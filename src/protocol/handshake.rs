use bytes::{Buf, BufMut, Bytes, BytesMut};
use sha1::{Digest, Sha1};

use super::packet::{capabilities::*, Packet};

/// Fixed-size part of the initial handshake after the server version
const HANDSHAKE_FIXED_TAIL: usize = 4 + 8 + 1 + 2 + 1 + 2 + 2 + 1 + 10;

/// MySQL initial handshake packet (server -> client)
#[derive(Debug, Clone)]
pub struct InitialHandshake {
    pub protocol_version: u8,
    pub server_version: String,
    pub connection_id: u32,
    pub auth_plugin_data_part1: [u8; 8],
    pub capability_flags: u32,
    pub character_set: u8,
    pub status_flags: u16,
    pub auth_plugin_data_part2: Vec<u8>,
    pub auth_plugin_name: String,
}

impl InitialHandshake {
    /// Create a handshake as a server would send it, with random scramble
    pub fn new(connection_id: u32, server_version: &str) -> Self {
        use rand::Rng;
        let mut rng = rand::thread_rng();

        // Scramble bytes stay non-zero; part 2 is null-terminated on the wire
        let mut auth_data1 = [0u8; 8];
        auth_data1.iter_mut().for_each(|b| *b = rng.gen_range(1..=127));
        let auth_data2: Vec<u8> = (0..12).map(|_| rng.gen_range(1..=127)).collect();

        Self {
            protocol_version: 10,
            server_version: server_version.to_string(),
            connection_id,
            auth_plugin_data_part1: auth_data1,
            capability_flags: DEFAULT_CAPABILITIES,
            character_set: 0x21, // utf8_general_ci
            status_flags: 0x0002,
            auth_plugin_data_part2: auth_data2,
            auth_plugin_name: "mysql_native_password".to_string(),
        }
    }

    /// Get full auth plugin data (20 bytes)
    pub fn auth_plugin_data(&self) -> Vec<u8> {
        let mut data = Vec::with_capacity(20);
        data.extend_from_slice(&self.auth_plugin_data_part1);
        data.extend_from_slice(&self.auth_plugin_data_part2);
        data
    }

    /// Encode to packet
    pub fn encode(&self) -> Packet {
        let mut buf = BytesMut::new();

        buf.put_u8(self.protocol_version);

        buf.extend_from_slice(self.server_version.as_bytes());
        buf.put_u8(0);

        buf.put_u32_le(self.connection_id);
        buf.extend_from_slice(&self.auth_plugin_data_part1);

        // Filler
        buf.put_u8(0);

        buf.put_u16_le((self.capability_flags & 0xFFFF) as u16);
        buf.put_u8(self.character_set);
        buf.put_u16_le(self.status_flags);
        buf.put_u16_le(((self.capability_flags >> 16) & 0xFFFF) as u16);

        if self.capability_flags & CLIENT_PLUGIN_AUTH != 0 {
            buf.put_u8((self.auth_plugin_data_part1.len() + self.auth_plugin_data_part2.len() + 1) as u8);
        } else {
            buf.put_u8(0);
        }

        // Reserved (10 bytes)
        buf.extend_from_slice(&[0u8; 10]);

        if self.capability_flags & CLIENT_SECURE_CONNECTION != 0 {
            buf.extend_from_slice(&self.auth_plugin_data_part2);
            buf.put_u8(0);
        }

        if self.capability_flags & CLIENT_PLUGIN_AUTH != 0 {
            buf.extend_from_slice(self.auth_plugin_name.as_bytes());
            buf.put_u8(0);
        }

        Packet::new(0, buf.freeze())
    }

    /// Parse from packet payload
    ///
    /// Returns None on anything that does not look like a protocol 10
    /// handshake, so a non-MySQL listener never panics the client.
    pub fn parse(payload: &[u8]) -> Option<Self> {
        if payload.len() < 32 {
            return None;
        }

        let mut buf = payload;

        let protocol_version = buf.get_u8();

        let null_pos = buf.iter().position(|&b| b == 0)?;
        let server_version = String::from_utf8_lossy(&buf[..null_pos]).to_string();
        buf.advance(null_pos + 1);

        if buf.len() < HANDSHAKE_FIXED_TAIL {
            return None;
        }

        let connection_id = buf.get_u32_le();

        let mut auth_plugin_data_part1 = [0u8; 8];
        auth_plugin_data_part1.copy_from_slice(&buf[..8]);
        buf.advance(8);

        // Filler
        buf.advance(1);

        let capability_flags_lower = buf.get_u16_le() as u32;
        let character_set = buf.get_u8();
        let status_flags = buf.get_u16_le();
        let capability_flags_upper = buf.get_u16_le() as u32;
        let capability_flags = capability_flags_lower | (capability_flags_upper << 16);

        let auth_plugin_data_len = buf.get_u8();

        // Reserved
        buf.advance(10);

        let mut auth_plugin_data_part2 = Vec::new();
        if capability_flags & CLIENT_SECURE_CONNECTION != 0 {
            let len = std::cmp::max(13, (auth_plugin_data_len as usize).saturating_sub(8))
                .min(buf.len());
            let data_len = buf.iter().take(len).position(|&b| b == 0).unwrap_or(len);
            auth_plugin_data_part2.extend_from_slice(&buf[..data_len]);
            buf.advance(len);
        }

        let auth_plugin_name = if capability_flags & CLIENT_PLUGIN_AUTH != 0 && !buf.is_empty() {
            let null_pos = buf.iter().position(|&b| b == 0).unwrap_or(buf.len());
            String::from_utf8_lossy(&buf[..null_pos]).to_string()
        } else {
            "mysql_native_password".to_string()
        };

        Some(Self {
            protocol_version,
            server_version,
            connection_id,
            auth_plugin_data_part1,
            capability_flags,
            character_set,
            status_flags,
            auth_plugin_data_part2,
            auth_plugin_name,
        })
    }
}

/// MySQL handshake response packet (client -> server)
#[derive(Debug, Clone)]
pub struct HandshakeResponse {
    pub capability_flags: u32,
    pub max_packet_size: u32,
    pub character_set: u8,
    pub username: String,
    pub auth_response: Vec<u8>,
    pub database: Option<String>,
    pub auth_plugin_name: String,
}

impl HandshakeResponse {
    /// Encode to packet
    pub fn encode(&self, sequence_id: u8) -> Packet {
        let mut buf = BytesMut::new();

        buf.put_u32_le(self.capability_flags);
        buf.put_u32_le(self.max_packet_size);
        buf.put_u8(self.character_set);

        // Reserved (23 bytes)
        buf.extend_from_slice(&[0u8; 23]);

        buf.extend_from_slice(self.username.as_bytes());
        buf.put_u8(0);

        // Auth response (length-prefixed)
        if self.capability_flags & CLIENT_SECURE_CONNECTION != 0 {
            buf.put_u8(self.auth_response.len() as u8);
            buf.extend_from_slice(&self.auth_response);
        } else {
            buf.extend_from_slice(&self.auth_response);
            buf.put_u8(0);
        }

        if self.capability_flags & CLIENT_CONNECT_WITH_DB != 0 {
            if let Some(ref db) = self.database {
                buf.extend_from_slice(db.as_bytes());
            }
            buf.put_u8(0);
        }

        if self.capability_flags & CLIENT_PLUGIN_AUTH != 0 {
            buf.extend_from_slice(self.auth_plugin_name.as_bytes());
            buf.put_u8(0);
        }

        Packet::new(sequence_id, buf.freeze())
    }
}

/// Compute mysql_native_password auth response
pub fn compute_auth_response(password: &str, auth_data: &[u8]) -> Vec<u8> {
    if password.is_empty() {
        return Vec::new();
    }

    // SHA1(password)
    let mut hasher = Sha1::new();
    hasher.update(password.as_bytes());
    let hash1 = hasher.finalize();

    // SHA1(SHA1(password))
    let mut hasher = Sha1::new();
    hasher.update(hash1);
    let hash2 = hasher.finalize();

    // SHA1(auth_data + SHA1(SHA1(password)))
    let mut hasher = Sha1::new();
    hasher.update(auth_data);
    hasher.update(hash2);
    let hash3 = hasher.finalize();

    hash1
        .iter()
        .zip(hash3.iter())
        .map(|(a, b)| a ^ b)
        .collect()
}

/// OK packet
#[derive(Debug, Clone)]
pub struct OkPacket {
    pub affected_rows: u64,
    pub last_insert_id: u64,
    pub status_flags: u16,
    pub warnings: u16,
}

impl OkPacket {
    pub fn new() -> Self {
        Self {
            affected_rows: 0,
            last_insert_id: 0,
            status_flags: 0x0002, // SERVER_STATUS_AUTOCOMMIT
            warnings: 0,
        }
    }

    pub fn encode(&self, sequence_id: u8, capabilities: u32) -> Packet {
        let mut buf = BytesMut::new();

        buf.put_u8(0x00);
        encode_length_encoded_int(&mut buf, self.affected_rows);
        encode_length_encoded_int(&mut buf, self.last_insert_id);

        if capabilities & CLIENT_PROTOCOL_41 != 0 {
            buf.put_u16_le(self.status_flags);
            buf.put_u16_le(self.warnings);
        }

        Packet::new(sequence_id, buf.freeze())
    }
}

impl Default for OkPacket {
    fn default() -> Self {
        Self::new()
    }
}

/// ERR packet
#[derive(Debug, Clone)]
pub struct ErrPacket {
    pub error_code: u16,
    pub sql_state: String,
    pub error_message: String,
}

impl ErrPacket {
    pub fn new(error_code: u16, sql_state: &str, error_message: &str) -> Self {
        Self {
            error_code,
            sql_state: sql_state.to_string(),
            error_message: error_message.to_string(),
        }
    }

    pub fn encode(&self, sequence_id: u8, capabilities: u32) -> Packet {
        let mut buf = BytesMut::new();

        buf.put_u8(0xFF);
        buf.put_u16_le(self.error_code);

        if capabilities & CLIENT_PROTOCOL_41 != 0 {
            buf.put_u8(b'#');
            buf.extend_from_slice(self.sql_state.as_bytes());
        }

        buf.extend_from_slice(self.error_message.as_bytes());

        Packet::new(sequence_id, buf.freeze())
    }

    /// Parse from packet payload
    pub fn parse(payload: &[u8], capabilities: u32) -> Option<Self> {
        if payload.is_empty() || payload[0] != 0xFF {
            return None;
        }

        let mut buf = &payload[1..];
        if buf.len() < 2 {
            return None;
        }

        let error_code = buf.get_u16_le();

        let (sql_state, error_message) =
            if capabilities & CLIENT_PROTOCOL_41 != 0 && !buf.is_empty() && buf[0] == b'#' {
                buf.advance(1);
                if buf.len() >= 5 {
                    let sql_state = String::from_utf8_lossy(&buf[..5]).to_string();
                    buf.advance(5);
                    let error_message = String::from_utf8_lossy(buf).to_string();
                    (sql_state, error_message)
                } else {
                    ("HY000".to_string(), String::from_utf8_lossy(buf).to_string())
                }
            } else {
                ("HY000".to_string(), String::from_utf8_lossy(buf).to_string())
            };

        Some(Self {
            error_code,
            sql_state,
            error_message,
        })
    }
}

/// Encode a length-encoded integer
pub fn encode_length_encoded_int(buf: &mut BytesMut, value: u64) {
    if value < 251 {
        buf.put_u8(value as u8);
    } else if value < 65536 {
        buf.put_u8(0xFC);
        buf.put_u16_le(value as u16);
    } else if value < 16777216 {
        buf.put_u8(0xFD);
        buf.put_u8((value & 0xFF) as u8);
        buf.put_u8(((value >> 8) & 0xFF) as u8);
        buf.put_u8(((value >> 16) & 0xFF) as u8);
    } else {
        buf.put_u8(0xFE);
        buf.put_u64_le(value);
    }
}

/// Check if packet is OK packet
pub fn is_ok_packet(payload: &Bytes) -> bool {
    !payload.is_empty() && payload[0] == 0x00
}

/// Check if packet is ERR packet
pub fn is_err_packet(payload: &Bytes) -> bool {
    !payload.is_empty() && payload[0] == 0xFF
}

/// Check if packet is EOF packet
pub fn is_eof_packet(payload: &Bytes) -> bool {
    !payload.is_empty() && payload[0] == 0xFE && payload.len() < 9
}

# REQUIREMENT
The range runs from the line with "if value < 251" up to and including the line with "pub fn is_err_packet(payload: &Bytes)" in the listing above; please write out exactly those lines and nothing more.

# SOLVED PROBLEM
    if value < 251 {
        buf.put_u8(value as u8);
    } else if value < 65536 {
        buf.put_u8(0xFC);
        buf.put_u16_le(value as u16);
    } else if value < 16777216 {
        buf.put_u8(0xFD);
        buf.put_u8((value & 0xFF) as u8);
        buf.put_u8(((value >> 8) & 0xFF) as u8);
        buf.put_u8(((value >> 16) & 0xFF) as u8);
    } else {
        buf.put_u8(0xFE);
        buf.put_u64_le(value);
    }
}

/// Check if packet is OK packet
pub fn is_ok_packet(payload: &Bytes) -> bool {
    !payload.is_empty() && payload[0] == 0x00
}

/// Check if packet is ERR packet
pub fn is_err_packet(payload: &Bytes) -> bool {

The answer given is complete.